Sounds like you should've followed that up with a candy offering from the side of an Uber van


----------



## SEAL Team 5 (Dec 19, 2015)

rbkg40 said:


> Sounds like you should've followed that up with a candy offering from the side of an Uber van


Should he have posted "Touch it and it will grow"?


----------



## Juggalo9er (Dec 7, 2017)

Touch it and you might feel good after... Make sure it's consensual....

My strategy with those is to park nearby and get the riders to cancel as many trips as possible.... The last pacers game got me $90 for 1 solid hour of cancellations on Lyft


----------



## Fauxknight (Aug 12, 2014)

It's an event. As mentioned you can touch the icon to get more info.


----------



## Ribak (Jun 30, 2017)

SilentRob said:


> Very new as today was my first ride. Wondering what this means. Thanks.


Welcome new driver. The symbol you see is UBER App picking up on your vitals. You authorized this when you signed up. The app had detected you need a restroom break and the "P" designates the nearest facility.


----------



## SilentRob (Jan 14, 2018)

highcotton said:


> Probably an event. Touch it and it will
> show


When I "touched it" it said que of 2.


----------



## Fauxknight (Aug 12, 2014)

SilentRob said:


> When I "touched it" it said que of 2.


Some sort of queue then. We only have the airport queue ever here and it looks like an airplane on the map, so I can't fathom to guess what that is a queue for.


----------



## Merc7186 (Jul 8, 2017)

SilentRob said:


> When I "touched it" it said que of 2.


Did you keep touching it?

My dad told me once that if I touched it too much, I could go blind.


----------



## Fauxknight (Aug 12, 2014)

I don't see any KC events in that area, but it looks like it's either like a Walmart or Sprint's world headquarters. Maybe enough people at Sprint use Uber they have their own queue lot?

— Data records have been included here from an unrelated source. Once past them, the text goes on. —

use crate::config::TelemetryConfig;
use tracing_subscriber::filter::ParseError;
use tracing_subscriber::EnvFilter;

#[derive(Debug, thiserror::Error)]
pub enum TelemetryError {
    #[error("invalid log level/filter '{value}': unable to build EnvFilter")]
    EnvFilter {
        value: String,
        #[source]
        source: ParseError,
    },
    #[error("telemetry error: {0}")]
    Subscriber(#[source] Box<dyn std::error::Error + Send + Sync>),
}

/// Installs the global compact subscriber. `RUST_LOG` wins over the configured level.
pub fn init(config: &TelemetryConfig) -> Result<(), TelemetryError> {
    let env_filter = match EnvFilter::try_from_default_env() {
        Ok(filter) => filter,
        Err(_) => {
            EnvFilter::try_new(&config.log_level).map_err(|source| TelemetryError::EnvFilter {
                value: config.log_level.clone(),
                source,
            })?
        }
    };

    tracing_subscriber::fmt()
        .with_env_filter(env_filter)
        .with_target(false)
        .with_writer(std::io::stderr)
        .compact()
        .with_ansi(false)
        .try_init()
        .map_err(TelemetryError::Subscriber)
}
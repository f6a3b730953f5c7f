//! Inputs to the resolver: the breed dataset, the harvested article links,
//! and description text pulled from matched articles.

mod dataset;
mod description;
mod html;
mod links;

pub use dataset::{BreedDataset, DatasetError};
pub use description::{describe_html, first_paragraph};
pub use links::{extract_links, is_article_href, page_title, WikiLink};
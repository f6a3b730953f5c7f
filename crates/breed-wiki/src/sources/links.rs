//! Harvests article links from the saved "List of dog breeds" page.

use super::html::{decode_entities, text_content};
use regex::Regex;
use serde::{Deserialize, Serialize};
use std::sync::OnceLock;

const ARTICLE_PREFIX: &str = "/wiki/";

/// One outbound article link: its display text and absolute URL.
#[derive(Debug, Clone, PartialEq, Eq, Serialize, Deserialize)]
pub struct WikiLink {
    pub text: String,
    pub url: String,
}

impl WikiLink {
    /// Builds a link with its display text trimmed and inner whitespace runs
    /// (line breaks, `&nbsp;`) collapsed to single spaces.
    pub fn new(text: &str, url: impl Into<String>) -> Self {
        Self {
            text: text.split_whitespace().collect::<Vec<_>>().join(" "),
            url: url.into(),
        }
    }
}

fn anchor_pattern() -> &'static Regex {
    static ANCHOR: OnceLock<Regex> = OnceLock::new();
    ANCHOR.get_or_init(|| {
        Regex::new(r"(?is)<a\b([^>]*)>(.*?)</a\s*>").expect("anchor pattern compiles")
    })
}

fn href_pattern() -> &'static Regex {
    static HREF: OnceLock<Regex> = OnceLock::new();
    HREF.get_or_init(|| {
        Regex::new(r#"(?i)\bhref\s*=\s*(?:"([^"]*)"|'([^']*)')"#).expect("href pattern compiles")
    })
}

/// Every article anchor in `html`, in document order.
///
/// Namespace pages (`File:`, `Category:`, ...), the main page and other
/// "List of" pages are dropped, and hrefs are made absolute against `base_url`.
pub fn extract_links(html: &str, base_url: &str) -> Vec<WikiLink> {
    let base = base_url.trim_end_matches('/');

    anchor_pattern()
        .captures_iter(html)
        .filter_map(|anchor| {
            let href = href_pattern()
                .captures(&anchor[1])
                .and_then(|caps| caps.get(1).or_else(|| caps.get(2)))
                .map(|value| decode_entities(value.as_str()))?;
            if !is_article_href(&href) {
                return None;
            }
            Some(WikiLink::new(
                &text_content(&anchor[2]),
                format!("{base}{href}"),
            ))
        })
        .collect()
}

/// Whether a site-relative href points at a regular article.
pub fn is_article_href(href: &str) -> bool {
    href.starts_with(ARTICLE_PREFIX)
        && !href.contains(':')
        && !href.contains("Main_Page")
        && !href.contains("List_of")
}

/// Article title from an absolute article URL (`.../wiki/Beagle` -> `Beagle`).
pub fn page_title(url: &str) -> &str {
    url.rsplit(ARTICLE_PREFIX).next().unwrap_or(url)
}

#[cfg(test)]
mod tests {
    use super::*;
    use crate::matching::{resolve, CandidateIndex, MatchKind};

    const BASE: &str = "https://en.wikipedia.org";

    #[test]
    fn article_links_are_extracted_in_order() {
        let html = r#"
            <ul>
              <li><a href="/wiki/Affenpinscher" title="Affenpinscher">Affenpinscher</a></li>
              <li><a class="mw-redirect" href='/wiki/Golden_Retriever'><i>Golden</i> Retriever </a></li>
            </ul>
        "#;

        let links = extract_links(html, BASE);
        assert_eq!(
            links,
            vec![
                WikiLink {
                    text: "Affenpinscher".to_string(),
                    url: "https://en.wikipedia.org/wiki/Affenpinscher".to_string(),
                },
                WikiLink {
                    text: "Golden Retriever".to_string(),
                    url: "https://en.wikipedia.org/wiki/Golden_Retriever".to_string(),
                },
            ]
        );
    }

    #[test]
    fn non_article_links_are_filtered() {
        let html = r##"
            <a href="/wiki/File:Beagle.jpg">image</a>
            <a href="/wiki/Main_Page">Main page</a>
            <a href="/wiki/List_of_dog_breeds_from_India">Indian breeds</a>
            <a href="https://example.org/wiki/Beagle">external</a>
            <a href="#cite_note-1">[1]</a>
            <a name="anchor">no href</a>
            <a href="/wiki/Beagle">Beagle</a>
        "##;

        let links = extract_links(html, "https://en.wikipedia.org/");
        assert_eq!(links.len(), 1);
        assert_eq!(links[0].url, "https://en.wikipedia.org/wiki/Beagle");
    }

    #[test]
    fn entities_in_text_and_href_are_decoded() {
        let html = r#"<a href="/wiki/Bichon_Fris%C3%A9?a=1&amp;b=2">Bichon Fris&#233; &amp; Co</a>"#;
        let links = extract_links(html, BASE);
        assert_eq!(links[0].text, "Bichon Frisé & Co");
        assert!(links[0].url.ends_with("?a=1&b=2"));
    }

    #[test]
    fn wrapped_anchor_text_is_collapsed_to_single_spaces() {
        let html = "<a href=\"/wiki/Akita_Inu\">American\n    Akita</a>\
                    <a href=\"/wiki/Basset_Hound\">Basset&nbsp;&nbsp;\tHound </a>";
        let links = extract_links(html, BASE);
        let texts: Vec<&str> = links.iter().map(|link| link.text.as_str()).collect();
        assert_eq!(texts, vec!["American Akita", "Basset Hound"]);

        let index = CandidateIndex::build(links.iter().map(|link| (&link.text, &link.url)));
        let result = resolve("American Akita", &index);
        assert_eq!(result.kind(), MatchKind::Exact);
        assert_eq!(result.url(), Some("https://en.wikipedia.org/wiki/Akita_Inu"));
        assert!(!index.contains("american\n    akita"));
    }

    #[test]
    fn page_title_is_last_article_segment() {
        assert_eq!(page_title("https://en.wikipedia.org/wiki/Beagle"), "Beagle");
        assert_eq!(page_title("Beagle"), "Beagle");
    }
}
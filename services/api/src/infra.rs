use metrics_exporter_prometheus::PrometheusHandle;
use std::sync::atomic::AtomicBool;
use std::sync::Arc;

#[derive(Clone)]
pub(crate) struct AppState {
    pub(crate) readiness: Arc<AtomicBool>,
    pub(crate) metrics: Arc<PrometheusHandle>,
    /// Anchor for site-relative hrefs in submitted list pages.
    pub(crate) wiki_base_url: Arc<str>,
}
use super::variations::breed_variations;
use std::collections::HashMap;
use tracing::debug;

/// Variations this short are too ambiguous to register ("of", "a", ...).
pub const MIN_VARIATION_CHARS: usize = 3;

/// Lookup table from every known spelling of a linked breed to its article URL.
///
/// Iteration follows first-registration order. Re-registering a variation
/// replaces its URL but keeps its original position, which is what makes
/// fuzzy tie-breaking reproducible.
#[derive(Debug, Clone, Default)]
pub struct CandidateIndex {
    entries: Vec<(String, String)>,
    positions: HashMap<String, usize>,
}

impl CandidateIndex {
    /// Builds the index from `(display text, absolute url)` pairs.
    ///
    /// The stream is expected to be pre-filtered to article links. Both the
    /// trimmed display text and the breed name carried by the URL are expanded
    /// into variations, and later links overwrite earlier ones for a shared key.
    pub fn build<I, T, U>(links: I) -> Self
    where
        I: IntoIterator<Item = (T, U)>,
        T: AsRef<str>,
        U: AsRef<str>,
    {
        let mut index = Self::default();
        let mut link_count = 0usize;

        for (text, url) in links {
            let url = url.as_ref();
            let display = text.as_ref().trim();
            let from_url = breed_from_url(url);

            index.register(display, url);
            index.register(&from_url, url);
            link_count += 1;
        }

        debug!(
            links = link_count,
            variations = index.len(),
            "built candidate index"
        );
        index
    }

    fn register(&mut self, source: &str, url: &str) {
        if source.is_empty() {
            return;
        }

        for variation in breed_variations(source) {
            if variation.chars().count() < MIN_VARIATION_CHARS {
                continue;
            }
            match self.positions.get(&variation) {
                Some(&position) => self.entries[position].1 = url.to_string(),
                None => {
                    self.positions.insert(variation.clone(), self.entries.len());
                    self.entries.push((variation, url.to_string()));
                }
            }
        }
    }

    pub fn get(&self, variation: &str) -> Option<&str> {
        self.positions
            .get(variation)
            .map(|&position| self.entries[position].1.as_str())
    }

    pub fn contains(&self, variation: &str) -> bool {
        self.positions.contains_key(variation)
    }

    /// `(variation, url)` pairs in first-registration order.
    pub fn iter(&self) -> impl Iterator<Item = (&str, &str)> {
        self.entries
            .iter()
            .map(|(variation, url)| (variation.as_str(), url.as_str()))
    }

    pub fn len(&self) -> usize {
        self.entries.len()
    }

    pub fn is_empty(&self) -> bool {
        self.entries.is_empty()
    }
}

/// Reads the breed name out of an article URL's last path segment.
///
/// `.../wiki/Chinook_(dog)` keeps its parenthetical, while
/// `.../wiki/Akita_dog` drops the `_dog` suffix. Percent escapes are decoded
/// when they form valid UTF-8.
pub fn breed_from_url(url: &str) -> String {
    let segment = url.rsplit('/').next().unwrap_or_default();
    let decoded = urlencoding::decode(segment)
        .map(|value| value.into_owned())
        .unwrap_or_else(|_| segment.to_string());
    let trimmed = decoded.strip_suffix("_dog").unwrap_or(decoded.as_str());
    trimmed.replace('_', " ")
}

Maybe try the KC part of the forum specifically, drivers from that area are going to be more familiar with what's going on.


----------



## Chefbumbum (Nov 16, 2017)

Merc7186 said:


> Did you keep touching it?
> 
> My dad told me once that if I touched it too much, I could go blind.


I was told that if I touch it often I would grow hair on my fingers...go figure...


----------



## JimKE (Oct 28, 2016)

It's a *P*orta-pottie, and there are two people ahead of you. Just another Uber amenity!


----------



## Ribak (Jun 30, 2017)

JimKE said:


> It's a *P*orta-pottie, and there are two people ahead of you. Just another Uber amenity!


LMAO!!!!


----------



## Chefbumbum (Nov 16, 2017)

JimKE said:


> It's a *P*orta-pottie, and there are two people ahead of you. Just another Uber amenity!


Jejeje.exactly.


----------